Esta intención divina la podemos ver en el Señor Jesús. El Señor Jesús es único entre el linaje humano. Externamente Él era un hombre, un hombre perfecto. En todo aspecto, Él era un hombre completo. Sin embargo, Dios estaba dentro de este hombre. Interiormente, Él estaba lleno de Dios, y Dios se expresaba por medio de Él. Cuando estuvo en la tierra, los que le seguían a menudo preguntaron: “¿Quién es este hombre?”. Él tuvo hambre y también tuvo sed; estuvo cansado e incluso exhausto. Él estaba confinado en un cuerpo al igual que nosotros. Pero si miramos más allá de la superficie, nos daremos cuenta de que en el interior de este hombre había una sabiduría insondable, un poder ilimitado, una vida inconmensurable y un discernimiento eterno. Casi nadie pudo responder a esta pregunta cuando Él estuvo en la tierra, pero nosotros sabemos hoy quién es Él. Él es Dios mezclado con el hombre. Él es Dios que entra en el hombre, llega a ser la vida y la naturaleza del hombre, y se expresa por medio del hombre. En el Señor Jesús se manifiesta la intención eterna que Dios tiene con respecto al hombre.

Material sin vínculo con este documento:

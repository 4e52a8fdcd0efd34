//! Default-value gap filling

use crate::model::{Row, Value};

/// Apply defaults to missing or blank columns
///
/// Returns the new row and the columns that were filled. Present non-blank
/// values are left alone.
pub fn fill_defaults(row: &Row, defaults: &[(String, Value)]) -> (Row, Vec<String>) {
    let mut out = row.clone();
    let mut filled = Vec::new();

    for (column, value) in defaults {
        if out.is_blank(column) {
            out = out.with(column, value.clone());
            filled.push(column.clone());
        }
    }

    (out, filled)
}

#[cfg(test)]
mod tests {
    use super::*;

    #[test]
    fn test_fills_blank_and_missing() {
        let row = Row::new(vec![
            ("city".to_string(), Value::Null),
            ("county".to_string(), Value::Text("Polk".into())),
        ]);
        let defaults = vec![
            ("city".to_string(), Value::Text("Unknown".into())),
            ("county".to_string(), Value::Text("Unknown".into())),
            ("fatalities".to_string(), Value::Int(0)),
        ];

        let (filled, columns) = fill_defaults(&row, &defaults);
        assert_eq!(filled.get("city"), Some(&Value::Text("Unknown".into())));
        assert_eq!(filled.get("county"), Some(&Value::Text("Polk".into())));
        assert_eq!(filled.get("fatalities"), Some(&Value::Int(0)));
        assert_eq!(columns, vec!["city", "fatalities"]);
        assert_eq!(row.get("city"), Some(&Value::Null));
    }

    #[test]
    fn test_order_independent() {
        let row = Row::new(vec![("a".to_string(), Value::Null)]);
        let forward = vec![
            ("a".to_string(), Value::Int(1)),
            ("b".to_string(), Value::Int(2)),
        ];
        let reverse: Vec<_> = forward.iter().rev().cloned().collect();

        let (x, _) = fill_defaults(&row, &forward);
        let (y, _) = fill_defaults(&row, &reverse);
        for column in ["a", "b"] {
            assert_eq!(x.get(column), y.get(column));
        }
    }
}
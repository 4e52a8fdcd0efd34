//! Configuration loading and output root resolution
//!
//! Bootstrap settings live in a small TOML file. The output root (where run
//! directories are created) is resolved in priority order:
//! 1. Command-line argument (highest priority)
//! 2. Environment variable `CDR_OUTPUT_ROOT`
//! 3. TOML config file (`output_root`)
//! 4. OS-dependent compiled default (fallback)

use crate::{Error, Result};
use serde::{Deserialize, Serialize};
use std::path::{Path, PathBuf};
use tracing::{debug, info, warn};

/// Environment variable overriding the output root
pub const OUTPUT_ROOT_ENV: &str = "CDR_OUTPUT_ROOT";

/// Application directory name under the platform config/data dirs
const APP_DIR: &str = "crash-refiner";

/// Bootstrap configuration loaded from TOML file
#[derive(Debug, Clone, PartialEq, Serialize, Deserialize)]
pub struct TomlConfig {
    /// Directory holding per-run output folders
    #[serde(default)]
    pub output_root: Option<PathBuf>,

    /// HTTP bind address for the web service
    #[serde(default = "default_bind_addr")]
    pub bind_addr: String,

    /// HTTP server port
    #[serde(default = "default_port")]
    pub port: u16,

    /// Maximum accepted upload body, in bytes
    #[serde(default = "default_max_upload_bytes")]
    pub max_upload_bytes: usize,

    /// Logging configuration (optional)
    #[serde(default)]
    pub logging: LoggingConfig,

    /// Refinement config file (TOML or JSON) applied to every run
    #[serde(default)]
    pub refinement_config: Option<PathBuf>,
}

/// Logging configuration
#[derive(Debug, Clone, PartialEq, Serialize, Deserialize)]
pub struct LoggingConfig {
    /// Log level (trace, debug, info, warn, error)
    #[serde(default = "default_log_level")]
    pub level: String,
}

impl Default for LoggingConfig {
    fn default() -> Self {
        Self {
            level: default_log_level(),
        }
    }
}

impl Default for TomlConfig {
    fn default() -> Self {
        Self {
            output_root: None,
            bind_addr: default_bind_addr(),
            port: default_port(),
            max_upload_bytes: default_max_upload_bytes(),
            logging: LoggingConfig::default(),
            refinement_config: None,
        }
    }
}

fn default_bind_addr() -> String {
    "127.0.0.1".to_string()
}

fn default_port() -> u16 {
    8081
}

fn default_max_upload_bytes() -> usize {
    200 * 1024 * 1024
}

fn default_log_level() -> String {
    "info".to_string()
}

/// Locate the configuration file for the platform, if one exists
///
/// Linux checks `~/.config/crash-refiner/config.toml` then
/// `/etc/crash-refiner/config.toml`; other platforms use the user config dir.
pub fn config_file_path() -> Option<PathBuf> {
    if let Some(path) = user_config_path() {
        if path.exists() {
            return Some(path);
        }
    }

    if cfg!(target_os = "linux") {
        let system_config = PathBuf::from("/etc").join(APP_DIR).join("config.toml");
        if system_config.exists() {
            return Some(system_config);
        }
    }

    None
}

/// Per-user config location, whether or not it exists yet
pub fn user_config_path() -> Option<PathBuf> {
    dirs::config_dir().map(|d| d.join(APP_DIR).join("config.toml"))
}

/// Load a TOML config from an explicit path
pub fn load_toml_config(path: &Path) -> Result<TomlConfig> {
    let config_error = |reason: String| Error::Config {
        path: path.to_path_buf(),
        reason,
    };
    let content = std::fs::read_to_string(path).map_err(|e| config_error(e.to_string()))?;
    toml::from_str(&content).map_err(|e| config_error(e.to_string()))
}

/// Load the platform config file, falling back to defaults when absent
pub fn load_default_toml_config() -> Result<TomlConfig> {
    match config_file_path() {
        Some(path) => {
            info!("Loading configuration from {}", path.display());
            load_toml_config(&path)
        }
        None => {
            debug!("No configuration file found, using built-in defaults");
            Ok(TomlConfig::default())
        }
    }
}

/// Load `path`, writing the defaults there first if it does not exist
///
/// A failed first-run write is logged and the defaults are still returned.
pub fn load_or_create_toml_config(path: &Path) -> Result<TomlConfig> {
    if path.exists() {
        info!("Loading configuration from {}", path.display());
        return load_toml_config(path);
    }

    let config = TomlConfig::default();
    match write_toml_config(&config, path) {
        Ok(()) => info!("Wrote default configuration to {}", path.display()),
        Err(e) => warn!("Could not write default configuration to {}: {}", path.display(), e),
    }
    Ok(config)
}

/// Write a TOML config atomically (temp file + rename)
pub fn write_toml_config(config: &TomlConfig, path: &Path) -> Result<()> {
    let content = toml::to_string_pretty(config)?;

    if let Some(parent) = path.parent() {
        if !parent.as_os_str().is_empty() {
            std::fs::create_dir_all(parent)?;
        }
    }

    let mut temp_name = path.as_os_str().to_owned();
    temp_name.push(".tmp");
    let temp_path = PathBuf::from(temp_name);

    std::fs::write(&temp_path, content)?;
    if let Err(e) = std::fs::rename(&temp_path, path) {
        let _ = std::fs::remove_file(&temp_path);
        return Err(Error::Io(e));
    }

    Ok(())
}

/// Resolve the output root following the documented priority order
pub fn resolve_output_root(cli_arg: Option<&Path>, toml_config: &TomlConfig) -> PathBuf {
    // Priority 1: Command-line argument
    if let Some(path) = cli_arg {
        return path.to_path_buf();
    }

    // Priority 2: Environment variable
    if let Ok(path) = std::env::var(OUTPUT_ROOT_ENV) {
        if !path.trim().is_empty() {
            return PathBuf::from(path);
        }
    }

    // Priority 3: TOML config file
    if let Some(path) = &toml_config.output_root {
        return path.clone();
    }

    // Priority 4: OS-dependent compiled default
    default_output_root()
}

/// OS-dependent default output root
pub fn default_output_root() -> PathBuf {
    dirs::data_local_dir()
        .map(|d| d.join(APP_DIR).join("runs"))
        .unwrap_or_else(|| PathBuf::from("./crash_refiner_runs"))
}

/// Create the output root if missing and return it
pub fn ensure_directory(path: &Path) -> Result<PathBuf> {
    if !path.exists() {
        info!("Creating directory {}", path.display());
        std::fs::create_dir_all(path)?;
    } else if !path.is_dir() {
        return Err(Error::NotADirectory(path.to_path_buf()));
    }
    Ok(path.to_path_buf())
}
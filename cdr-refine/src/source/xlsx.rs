use super::{is_blank_record, RowSource, SourceError};
use crate::model::RawTable;
use calamine::{open_workbook_auto, Data, Range, Reader};
use chrono::Timelike;
use std::path::{Path, PathBuf};

/// First worksheet of an Excel workbook, first row as headers
#[derive(Debug, Clone)]
pub struct XlsxSource {
    path: PathBuf,
}

impl XlsxSource {
    pub fn new(path: &Path) -> Self {
        Self {
            path: path.to_path_buf(),
        }
    }

    fn first_sheet(&self) -> Result<Range<Data>, SourceError> {
        let mut workbook = open_workbook_auto(&self.path).map_err(|e| {
            SourceError::Spreadsheet(format!("cannot open {}: {}", self.path.display(), e))
        })?;
        workbook
            .worksheet_range_at(0)
            .ok_or_else(|| SourceError::Spreadsheet("workbook has no worksheets".to_string()))?
            .map_err(|e| SourceError::Spreadsheet(e.to_string()))
    }
}

/// Render a cell the way it reads in the sheet
fn render_cell(cell: &Data) -> String {
    match cell {
        Data::Empty => String::new(),
        Data::String(s) => s.clone(),
        Data::Float(f) => render_float(*f),
        Data::Int(i) => i.to_string(),
        Data::Bool(b) => b.to_string(),
        Data::Error(e) => format!("#ERR:{e:?}"),
        Data::DateTime(dt) => match dt.as_datetime() {
            Some(ts) if ts.num_seconds_from_midnight() == 0 => ts.format("%Y-%m-%d").to_string(),
            Some(ts) => ts.format("%Y-%m-%d %H:%M:%S").to_string(),
            None => dt.to_string(),
        },
        Data::DateTimeIso(s) => s.clone(),
        Data::DurationIso(s) => s.clone(),
    }
}

/// Integral floats lose the `.0` Excel stores them with
fn render_float(f: f64) -> String {
    if f.is_finite() && f.fract() == 0.0 && f.abs() < 1e15 {
        format!("{}", f as i64)
    } else {
        f.to_string()
    }
}

impl RowSource for XlsxSource {
    fn read(&self) -> Result<RawTable, SourceError> {
        let range = self.first_sheet()?;
        let mut rows = range.rows();

        let headers: Vec<String> = rows
            .next()
            .map(|r| r.iter().map(|c| render_cell(c).trim().to_string()).collect())
            .unwrap_or_default();

        let records: Vec<Vec<String>> = rows
            .map(|r| r.iter().map(render_cell).collect::<Vec<_>>())
            .filter(|r| !is_blank_record(r))
            .collect();

        tracing::debug!(path = %self.path.display(), rows = records.len(), "Read workbook");
        Ok(RawTable::new(headers, records))
    }
}
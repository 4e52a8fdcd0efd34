//! Crash data refinement library
//!
//! Exposes the synchronous refinement pipeline and the run orchestrator used
//! by the `crash-refiner` CLI and the web service.

pub mod boundary;
pub mod coerce;
pub mod config;
pub mod dedupe;
pub mod engine;
pub mod error;
pub mod fill;
pub mod headers;
pub mod model;
pub mod orchestrator;
pub mod output;
pub mod report;
pub mod source;

pub use crate::boundary::{GeoPoint, Location, Polygon};
pub use crate::config::{LabelOrder, RefinementConfig, ResolvedConfig};
pub use crate::engine::{refine, Refinement, Refiner};
pub use crate::error::RefineError;
pub use crate::model::{IndexedRow, RawTable, Row, Value};
pub use crate::orchestrator::{Orchestrator, OrchestratorError, RunRequest, RunStatus};
pub use crate::report::RefinementReport;
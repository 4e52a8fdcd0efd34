//! Human-readable run duration formatting
//!
//! Run durations are displayed compactly in status pages and run metrics:
//! - Under a minute: `45s`
//! - Under an hour: `3m 4s`
//! - An hour or more: `1h 2m` (seconds dropped)

/// Format a whole number of seconds as a compact duration.
///
/// Zero or negative durations render as `0s`.
///
/// # Examples
///
/// ```
/// use cdr_common::human_time::format_duration;
///
/// assert_eq!(format_duration(0), "0s");
/// assert_eq!(format_duration(45), "45s");
/// assert_eq!(format_duration(184), "3m 4s");
/// assert_eq!(format_duration(3720), "1h 2m");
/// ```
pub fn format_duration(total_seconds: i64) -> String {
    if total_seconds <= 0 {
        return "0s".to_string();
    }

    let hours = total_seconds / 3600;
    let minutes = (total_seconds % 3600) / 60;
    let seconds = total_seconds % 60;

    let mut parts = Vec::with_capacity(3);
    if hours > 0 {
        parts.push(format!("{}h", hours));
    }
    if minutes > 0 {
        parts.push(format!("{}m", minutes));
    }
    if hours == 0 && (seconds > 0 || parts.is_empty()) {
        parts.push(format!("{}s", seconds));
    }

    parts.join(" ")
}

#[cfg(test)]
mod tests {
    use super::*;

    #[test]
    fn test_zero_and_negative() {
        assert_eq!(format_duration(0), "0s");
        assert_eq!(format_duration(-12), "0s");
    }

    #[test]
    fn test_seconds_only() {
        assert_eq!(format_duration(1), "1s");
        assert_eq!(format_duration(59), "59s");
    }

    #[test]
    fn test_minutes_and_seconds() {
        assert_eq!(format_duration(60), "1m");
        assert_eq!(format_duration(61), "1m 1s");
        assert_eq!(format_duration(3599), "59m 59s");
    }

    #[test]
    fn test_hours_drop_seconds() {
        assert_eq!(format_duration(3600), "1h");
        assert_eq!(format_duration(3661), "1h 1m");
        assert_eq!(format_duration(7325), "2h 2m");
    }
}
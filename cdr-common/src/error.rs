//! Errors raised by configuration and filesystem helpers

use std::path::PathBuf;
use thiserror::Error;

pub type Result<T> = std::result::Result<T, Error>;

#[derive(Error, Debug)]
pub enum Error {
    #[error("IO error: {0}")]
    Io(#[from] std::io::Error),

    /// Config file exists but could not be read or parsed
    #[error("Cannot load config {}: {reason}", path.display())]
    Config { path: PathBuf, reason: String },

    #[error("Cannot serialize config: {0}")]
    Serialize(#[from] toml::ser::Error),

    /// A path that must be a directory is something else
    #[error("Not a directory: {}", .0.display())]
    NotADirectory(PathBuf),
}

Hermanos y hermanas, debemos entender que a menos que Dios se mezcle con nosotros en nuestra adoración y servicio, éstos no valen nada delante de Dios. La verdadera adoración que se le rinde a Dios es aquella en la cual Dios se mezcla con el adorador. Esto también se aplica al servicio. El verdadero servicio a Dios es aquel en el cual el que sirve se mezcla con Dios. Cuando vayamos a predicar el evangelio, debemos recordar que el Señor, quien está mezclado con nosotros, debe ser el que predica el evangelio. Ésta es la única predicación que cuenta. Cuando oramos, el Señor debe ser el que ora por medio de nosotros, es decir, el que ora al mezclarse con nosotros. Únicamente estas oraciones son verdaderas oraciones. Si aquí en la tierra estamos orando a un Dios que está muy lejos en el cielo, y no tenemos nada en común con Él, entonces nuestras oraciones no son verdaderas, sino simplemente peticiones religiosas. En la verdadera oración, la que Dios desea, Él entra en nosotros, se mezcla con nosotros y ora por medio de nosotros. Toda oración que se considere genuina es una oración doble. Externamente nosotros oramos, pero interiormente Dios está orando; externamente nosotros ofrecemos peticiones, pero interiormente Él hace las peticiones; externamente nosotros hablamos, pero interiormente el Espíritu Santo es quien habla. Solamente esta clase de oración doble cuenta como una oración genuina.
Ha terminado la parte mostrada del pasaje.